**Working data:**
____________________

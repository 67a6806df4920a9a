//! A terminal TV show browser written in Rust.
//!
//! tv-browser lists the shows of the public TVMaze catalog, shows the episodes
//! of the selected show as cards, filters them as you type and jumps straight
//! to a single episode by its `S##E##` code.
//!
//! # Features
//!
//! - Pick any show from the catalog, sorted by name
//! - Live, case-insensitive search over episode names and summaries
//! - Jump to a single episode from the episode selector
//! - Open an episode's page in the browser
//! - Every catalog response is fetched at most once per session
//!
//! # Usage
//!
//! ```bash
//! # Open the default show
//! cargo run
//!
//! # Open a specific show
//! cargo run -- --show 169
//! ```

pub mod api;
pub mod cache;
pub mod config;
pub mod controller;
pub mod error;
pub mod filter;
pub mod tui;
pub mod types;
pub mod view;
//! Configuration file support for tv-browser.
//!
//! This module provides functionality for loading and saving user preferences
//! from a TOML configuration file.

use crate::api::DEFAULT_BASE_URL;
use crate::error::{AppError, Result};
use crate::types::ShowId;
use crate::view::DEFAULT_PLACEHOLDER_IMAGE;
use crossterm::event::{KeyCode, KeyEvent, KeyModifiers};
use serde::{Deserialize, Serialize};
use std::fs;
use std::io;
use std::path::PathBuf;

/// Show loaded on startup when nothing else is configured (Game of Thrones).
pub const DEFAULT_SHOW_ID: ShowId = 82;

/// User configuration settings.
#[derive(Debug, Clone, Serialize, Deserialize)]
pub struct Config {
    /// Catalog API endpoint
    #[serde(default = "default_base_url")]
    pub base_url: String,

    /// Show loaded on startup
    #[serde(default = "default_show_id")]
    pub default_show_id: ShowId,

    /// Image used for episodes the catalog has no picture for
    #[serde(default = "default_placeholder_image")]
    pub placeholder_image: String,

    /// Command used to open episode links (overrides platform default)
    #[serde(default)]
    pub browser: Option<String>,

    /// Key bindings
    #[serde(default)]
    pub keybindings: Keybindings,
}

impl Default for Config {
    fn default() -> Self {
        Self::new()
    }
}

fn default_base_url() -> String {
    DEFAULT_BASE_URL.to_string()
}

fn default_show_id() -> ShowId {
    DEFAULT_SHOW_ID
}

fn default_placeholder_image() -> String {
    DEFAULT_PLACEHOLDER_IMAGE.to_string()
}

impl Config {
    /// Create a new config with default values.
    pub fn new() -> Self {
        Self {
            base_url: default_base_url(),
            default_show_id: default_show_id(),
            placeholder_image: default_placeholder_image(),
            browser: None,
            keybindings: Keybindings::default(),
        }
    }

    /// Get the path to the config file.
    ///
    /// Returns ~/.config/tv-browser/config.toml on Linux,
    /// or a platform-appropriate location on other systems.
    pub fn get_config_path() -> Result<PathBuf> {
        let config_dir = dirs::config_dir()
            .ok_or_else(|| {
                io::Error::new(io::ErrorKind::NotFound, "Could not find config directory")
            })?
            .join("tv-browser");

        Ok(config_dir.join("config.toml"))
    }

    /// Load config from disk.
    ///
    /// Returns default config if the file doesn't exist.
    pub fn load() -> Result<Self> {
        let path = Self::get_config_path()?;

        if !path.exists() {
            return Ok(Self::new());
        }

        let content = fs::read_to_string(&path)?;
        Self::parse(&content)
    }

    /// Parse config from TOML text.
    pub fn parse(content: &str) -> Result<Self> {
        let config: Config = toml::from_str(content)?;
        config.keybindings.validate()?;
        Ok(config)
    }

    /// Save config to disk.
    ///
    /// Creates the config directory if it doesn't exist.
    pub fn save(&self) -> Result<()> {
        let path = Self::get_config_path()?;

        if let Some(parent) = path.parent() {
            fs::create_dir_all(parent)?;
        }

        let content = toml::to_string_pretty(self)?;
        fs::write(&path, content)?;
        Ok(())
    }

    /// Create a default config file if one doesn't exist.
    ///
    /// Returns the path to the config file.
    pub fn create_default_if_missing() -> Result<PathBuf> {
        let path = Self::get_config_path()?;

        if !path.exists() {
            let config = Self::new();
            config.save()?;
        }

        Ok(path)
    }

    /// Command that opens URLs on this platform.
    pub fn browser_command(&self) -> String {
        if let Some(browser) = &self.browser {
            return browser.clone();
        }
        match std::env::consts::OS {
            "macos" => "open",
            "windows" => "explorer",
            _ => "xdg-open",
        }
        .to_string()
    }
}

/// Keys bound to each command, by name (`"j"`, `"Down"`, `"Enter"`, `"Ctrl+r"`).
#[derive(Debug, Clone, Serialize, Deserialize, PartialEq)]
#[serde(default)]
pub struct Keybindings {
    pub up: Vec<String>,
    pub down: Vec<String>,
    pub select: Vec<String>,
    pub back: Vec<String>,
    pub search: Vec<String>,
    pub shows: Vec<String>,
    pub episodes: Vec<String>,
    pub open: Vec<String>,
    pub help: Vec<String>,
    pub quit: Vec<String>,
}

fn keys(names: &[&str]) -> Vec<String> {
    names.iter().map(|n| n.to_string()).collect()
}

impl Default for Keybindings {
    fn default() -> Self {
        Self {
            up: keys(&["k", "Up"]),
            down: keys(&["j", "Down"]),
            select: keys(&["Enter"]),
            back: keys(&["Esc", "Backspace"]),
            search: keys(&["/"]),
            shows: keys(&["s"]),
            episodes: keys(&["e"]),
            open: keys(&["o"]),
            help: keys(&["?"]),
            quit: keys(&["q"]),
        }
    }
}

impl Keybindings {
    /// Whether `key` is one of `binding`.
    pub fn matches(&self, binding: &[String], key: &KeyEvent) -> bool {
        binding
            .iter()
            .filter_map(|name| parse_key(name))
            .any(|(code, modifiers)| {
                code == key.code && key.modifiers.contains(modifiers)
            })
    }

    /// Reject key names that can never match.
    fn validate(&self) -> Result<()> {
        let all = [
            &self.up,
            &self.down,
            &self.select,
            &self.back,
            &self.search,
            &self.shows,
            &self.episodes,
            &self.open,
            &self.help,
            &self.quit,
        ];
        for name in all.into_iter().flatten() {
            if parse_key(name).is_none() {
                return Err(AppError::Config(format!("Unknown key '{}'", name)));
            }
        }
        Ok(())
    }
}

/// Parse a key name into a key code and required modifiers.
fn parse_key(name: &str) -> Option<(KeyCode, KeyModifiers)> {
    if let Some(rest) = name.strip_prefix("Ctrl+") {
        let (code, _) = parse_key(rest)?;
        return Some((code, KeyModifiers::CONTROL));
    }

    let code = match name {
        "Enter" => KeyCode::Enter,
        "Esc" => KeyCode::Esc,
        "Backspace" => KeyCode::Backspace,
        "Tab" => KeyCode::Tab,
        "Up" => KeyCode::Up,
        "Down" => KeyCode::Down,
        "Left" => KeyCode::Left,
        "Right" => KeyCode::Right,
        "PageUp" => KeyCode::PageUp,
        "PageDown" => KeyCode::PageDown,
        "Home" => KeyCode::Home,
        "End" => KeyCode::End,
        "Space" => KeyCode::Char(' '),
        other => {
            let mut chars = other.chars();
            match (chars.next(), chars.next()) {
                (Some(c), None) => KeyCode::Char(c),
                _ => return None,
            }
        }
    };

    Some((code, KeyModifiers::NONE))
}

____________________

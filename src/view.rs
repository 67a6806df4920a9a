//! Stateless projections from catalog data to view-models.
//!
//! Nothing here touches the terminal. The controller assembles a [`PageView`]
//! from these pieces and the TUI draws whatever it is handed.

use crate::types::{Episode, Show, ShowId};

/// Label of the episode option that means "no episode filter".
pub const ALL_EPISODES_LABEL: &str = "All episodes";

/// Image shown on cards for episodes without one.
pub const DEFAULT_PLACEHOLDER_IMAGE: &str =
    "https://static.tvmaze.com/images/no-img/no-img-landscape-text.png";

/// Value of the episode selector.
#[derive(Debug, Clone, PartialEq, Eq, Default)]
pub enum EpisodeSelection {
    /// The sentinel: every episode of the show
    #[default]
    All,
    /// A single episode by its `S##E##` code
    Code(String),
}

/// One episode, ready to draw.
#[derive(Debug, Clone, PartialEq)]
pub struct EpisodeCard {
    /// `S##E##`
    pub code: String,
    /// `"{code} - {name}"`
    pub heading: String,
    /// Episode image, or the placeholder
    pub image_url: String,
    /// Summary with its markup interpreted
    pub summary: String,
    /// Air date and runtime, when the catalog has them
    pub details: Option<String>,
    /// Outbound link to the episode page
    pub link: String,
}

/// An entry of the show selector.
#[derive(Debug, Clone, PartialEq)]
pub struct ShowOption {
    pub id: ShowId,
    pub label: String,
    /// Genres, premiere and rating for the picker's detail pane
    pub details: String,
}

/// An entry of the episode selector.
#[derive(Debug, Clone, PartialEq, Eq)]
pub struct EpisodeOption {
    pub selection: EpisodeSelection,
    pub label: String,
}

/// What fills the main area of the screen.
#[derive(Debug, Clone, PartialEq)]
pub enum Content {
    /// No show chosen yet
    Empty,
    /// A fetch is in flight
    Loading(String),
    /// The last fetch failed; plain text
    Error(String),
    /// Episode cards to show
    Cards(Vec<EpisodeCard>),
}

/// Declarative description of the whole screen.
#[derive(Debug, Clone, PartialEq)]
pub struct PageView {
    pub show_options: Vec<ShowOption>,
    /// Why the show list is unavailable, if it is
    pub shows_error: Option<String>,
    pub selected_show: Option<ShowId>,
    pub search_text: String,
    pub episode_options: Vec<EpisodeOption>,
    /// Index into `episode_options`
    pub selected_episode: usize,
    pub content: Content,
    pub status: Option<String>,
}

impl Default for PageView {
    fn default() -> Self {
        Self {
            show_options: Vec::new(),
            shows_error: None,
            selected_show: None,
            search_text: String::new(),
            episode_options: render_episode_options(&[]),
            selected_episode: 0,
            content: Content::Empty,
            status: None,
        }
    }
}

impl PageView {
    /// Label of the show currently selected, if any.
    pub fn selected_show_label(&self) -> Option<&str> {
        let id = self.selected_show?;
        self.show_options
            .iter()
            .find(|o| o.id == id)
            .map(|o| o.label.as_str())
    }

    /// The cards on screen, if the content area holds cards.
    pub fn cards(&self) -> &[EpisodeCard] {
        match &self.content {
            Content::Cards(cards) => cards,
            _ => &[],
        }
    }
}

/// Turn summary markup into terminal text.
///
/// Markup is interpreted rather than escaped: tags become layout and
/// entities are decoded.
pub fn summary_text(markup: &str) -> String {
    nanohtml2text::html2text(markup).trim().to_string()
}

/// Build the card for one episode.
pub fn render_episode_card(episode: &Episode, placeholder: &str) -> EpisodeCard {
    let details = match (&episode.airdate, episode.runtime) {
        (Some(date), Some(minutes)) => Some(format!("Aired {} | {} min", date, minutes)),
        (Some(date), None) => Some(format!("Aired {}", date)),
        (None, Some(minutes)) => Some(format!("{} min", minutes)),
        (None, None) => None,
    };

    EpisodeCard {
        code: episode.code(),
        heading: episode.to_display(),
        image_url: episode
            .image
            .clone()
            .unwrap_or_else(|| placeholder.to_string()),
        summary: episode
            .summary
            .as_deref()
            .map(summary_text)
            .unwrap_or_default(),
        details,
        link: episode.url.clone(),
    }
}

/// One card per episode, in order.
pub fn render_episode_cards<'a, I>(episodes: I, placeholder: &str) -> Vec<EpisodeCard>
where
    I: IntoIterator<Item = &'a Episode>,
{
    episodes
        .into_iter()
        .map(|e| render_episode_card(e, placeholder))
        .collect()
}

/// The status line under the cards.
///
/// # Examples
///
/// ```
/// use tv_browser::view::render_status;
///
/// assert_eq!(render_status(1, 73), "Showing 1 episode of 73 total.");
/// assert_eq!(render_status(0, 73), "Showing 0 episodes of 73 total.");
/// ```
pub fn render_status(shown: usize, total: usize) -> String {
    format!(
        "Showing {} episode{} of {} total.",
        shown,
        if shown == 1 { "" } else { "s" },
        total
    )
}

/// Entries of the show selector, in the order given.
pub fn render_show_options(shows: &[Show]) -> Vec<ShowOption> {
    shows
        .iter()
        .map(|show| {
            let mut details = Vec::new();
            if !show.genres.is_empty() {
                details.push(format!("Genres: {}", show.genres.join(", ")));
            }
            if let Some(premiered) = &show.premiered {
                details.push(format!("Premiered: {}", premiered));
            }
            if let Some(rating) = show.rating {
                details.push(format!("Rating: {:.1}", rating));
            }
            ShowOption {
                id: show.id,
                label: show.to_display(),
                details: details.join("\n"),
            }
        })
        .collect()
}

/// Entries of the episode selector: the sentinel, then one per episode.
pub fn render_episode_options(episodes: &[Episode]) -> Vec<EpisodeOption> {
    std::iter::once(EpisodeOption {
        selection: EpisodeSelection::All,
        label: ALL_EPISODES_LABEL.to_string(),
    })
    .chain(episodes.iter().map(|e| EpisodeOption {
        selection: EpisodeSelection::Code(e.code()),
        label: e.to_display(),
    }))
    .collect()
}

____________________

Take every line from the data that includes the word "loaded".

**Task output:**
/// Show loaded on startup when nothing else is configured (Game of Thrones).
    /// Show loaded on startup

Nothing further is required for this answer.